A questão não é você ensinar isso para ela sem que você também aprenda alguma coisa a mais sobre o tema, entre outras palavras, que ela também tenha para contribuir dentro da teoria biopolítica de Foucault - sua tia consegue fazer isso, se você não acredita que seja possível ensinar isso para todo mundo e que todo mundo possa construir esse conhecimento, do que adianta conhecimento ?


Existe uma questão de manter o poder político na mão de poucos e de forma que seja fácil dominar, por isso o conhecimento é tão isolado e é criado tantas barreiras em torno dele para que as pessoas não o acessem. Uma sociedade, importante frisar isso, SOCIEDADE, que produz e difunde conhecimento entre si, consegue avançar muito mais no desenvolvimento da sua capacidade de modificar a realidade.


A questão não é ter mais escolas fechadas, mas sim escolas abertas para todos em todas as partes, em cada lugar do país.
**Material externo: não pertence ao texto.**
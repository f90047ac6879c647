//! Constants used throughout the NCP core crate.
//!
//! Code system identifiers, configuration defaults and the generic placeholder labels shown
//! when nothing better can be resolved.

use std::time::Duration;

/// LOINC code system OID.
pub const LOINC_OID: &str = "2.16.840.1.113883.6.1";

/// SNOMED CT code system OID.
pub const SNOMED_CT_OID: &str = "2.16.840.1.113883.6.96";

/// ICD-10 code system OID.
pub const ICD_10_OID: &str = "2.16.840.1.113883.6.3";

/// ATC code system OID.
pub const ATC_OID: &str = "2.16.840.1.113883.6.73";

/// LOINC document type code of a Patient Summary.
pub const PATIENT_SUMMARY_DOCUMENT: &str = "60591-5";

/// LOINC document type code of an ePrescription.
pub const E_PRESCRIPTION_DOCUMENT: &str = "57833-6";

/// Prefix used by FHIR when an OID is carried as a URI.
pub const URN_OID_PREFIX: &str = "urn:oid:";

/// Well-known FHIR code system URIs and the OIDs the catalogue keys them by.
pub const CODE_SYSTEM_URIS: &[(&str, &str)] = &[
    ("http://loinc.org", LOINC_OID),
    ("http://snomed.info/sct", SNOMED_CT_OID),
    ("http://hl7.org/fhir/sid/icd-10", ICD_10_OID),
    ("http://www.whocc.no/atc", ATC_OID),
];

/// Default bound on a single catalogue lookup.
pub const DEFAULT_LOOKUP_TIMEOUT: Duration = Duration::from_millis(2_000);

/// Default time-to-live of a cached catalogue answer.
pub const DEFAULT_CACHE_TTL: Duration = Duration::from_secs(300);

/// Default maximum number of cached catalogue answers.
pub const DEFAULT_CACHE_MAX_ENTRIES: usize = 10_000;

/// Placeholder for an organization with no resolvable name or type.
pub const GENERIC_ORGANIZATION: &str = "Healthcare Organization";

/// Placeholder for a practitioner with no resolvable name or role.
pub const GENERIC_PRACTITIONER: &str = "Healthcare Professional";

/// Placeholder for a related person with no resolvable name or relationship.
pub const GENERIC_RELATED_PERSON: &str = "Related Person";

/// Placeholder for a social history observation with no resolvable code.
pub const GENERIC_SOCIAL_HISTORY: &str = "Social history observation";

/// Placeholder for a communication language with no resolvable code.
pub const GENERIC_LANGUAGE: &str = "Language";

/// Placeholder for a coded value when the caller supplies no domain label.
pub const GENERIC_CODED_VALUE: &str = "Unspecified";
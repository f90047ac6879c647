//! Catalogue doubles shared by unit tests.

use super::{CatalogueEntry, CatalogueKey, InMemoryCatalogue, TerminologyCatalogue};
use crate::constants::LOINC_OID;
use crate::{TerminologyError, TerminologyResult};
use async_trait::async_trait;
use ncp_types::{LanguageCode, NonEmptyText};
use std::sync::atomic::{AtomicUsize, Ordering};
use std::time::Duration;

/// Catalogue holding the tobacco smoking status concept in three languages.
pub(crate) fn smoking_status_catalogue() -> InMemoryCatalogue {
    let mut catalogue = InMemoryCatalogue::new();
    for (lang, text) in [
        ("en", "Tobacco smoking status"),
        ("pt", "Status de tabagismo"),
        ("es", "Estado de tabaquismo"),
    ] {
        catalogue.insert(
            "72166-2",
            LOINC_OID,
            LanguageCode::parse(lang).expect("language"),
            NonEmptyText::new(text).expect("text"),
        );
    }
    catalogue
}

enum Behaviour {
    Answer(InMemoryCatalogue),
    Delay(InMemoryCatalogue, Duration),
    Unreachable,
}

/// Catalogue with scripted behaviour that counts the lookups it receives.
pub(crate) struct ScriptedCatalogue {
    behaviour: Behaviour,
    calls: AtomicUsize,
}

impl ScriptedCatalogue {
    pub(crate) fn answering(inner: InMemoryCatalogue) -> Self {
        Self {
            behaviour: Behaviour::Answer(inner),
            calls: AtomicUsize::new(0),
        }
    }

    pub(crate) fn delayed(inner: InMemoryCatalogue, delay: Duration) -> Self {
        Self {
            behaviour: Behaviour::Delay(inner, delay),
            calls: AtomicUsize::new(0),
        }
    }

    pub(crate) fn unreachable() -> Self {
        Self {
            behaviour: Behaviour::Unreachable,
            calls: AtomicUsize::new(0),
        }
    }

    pub(crate) fn calls(&self) -> usize {
        self.calls.load(Ordering::SeqCst)
    }
}

#[async_trait]
impl TerminologyCatalogue for ScriptedCatalogue {
    async fn lookup(&self, key: &CatalogueKey) -> TerminologyResult<Option<CatalogueEntry>> {
        self.calls.fetch_add(1, Ordering::SeqCst);
        match &self.behaviour {
            Behaviour::Answer(inner) => inner.lookup(key).await,
            Behaviour::Delay(inner, delay) => {
                tokio::time::sleep(*delay).await;
                inner.lookup(key).await
            }
            Behaviour::Unreachable => Err(TerminologyError::CatalogueUnavailable {
                reason: "connection refused".into(),
            }),
        }
    }
}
Ao invés de igrejas, e sim, eu sou dessas, deveríamos colocar escolas em cada esquina, cada lugar deveria distribuir conhecimento, livros por toda parte, clubes e mais clubes de leitura. Mesmo cada igreja, não vai ser mais necessário ter pastor, nós vamos todos sentar e discutir criticamente cada religião, vai ter teologia e exegese (interpretação de texto) em cada lugar.


Esse é o sonho que a internet nunca conseguiu entregar. O conhecimento é um fluxo e esse fluxo é cuidadosamente construído para passar em apenas alguns lugares, é um rio construído para irrigar apenas alguns lugares, enquanto seca outros. Se a gente quer ter abundância para todos, o rio precisa passar por cada pedacinho de terra.


Por isso eu acho assim, não é uma questão de “falar com a linguagem da quebrada”, mas falar de uma forma que exista de fato uma conversa. De forma que eu entenda você e você me entenda, sem haver a necessidade da gente ficar criando mais barreiras de conhecimento cheias de códigos específicos. Não é sobre eu te ensinar, ou você me ensinar, é sobre nós ensinarmos/aprendermos juntos e construir conhecimento junto para que todos tenham acesso a esse saber.


Por hoje é isso.


PS : Faculdade, eu ando meio borocochó e é isso, vou voltar pro meu LOL.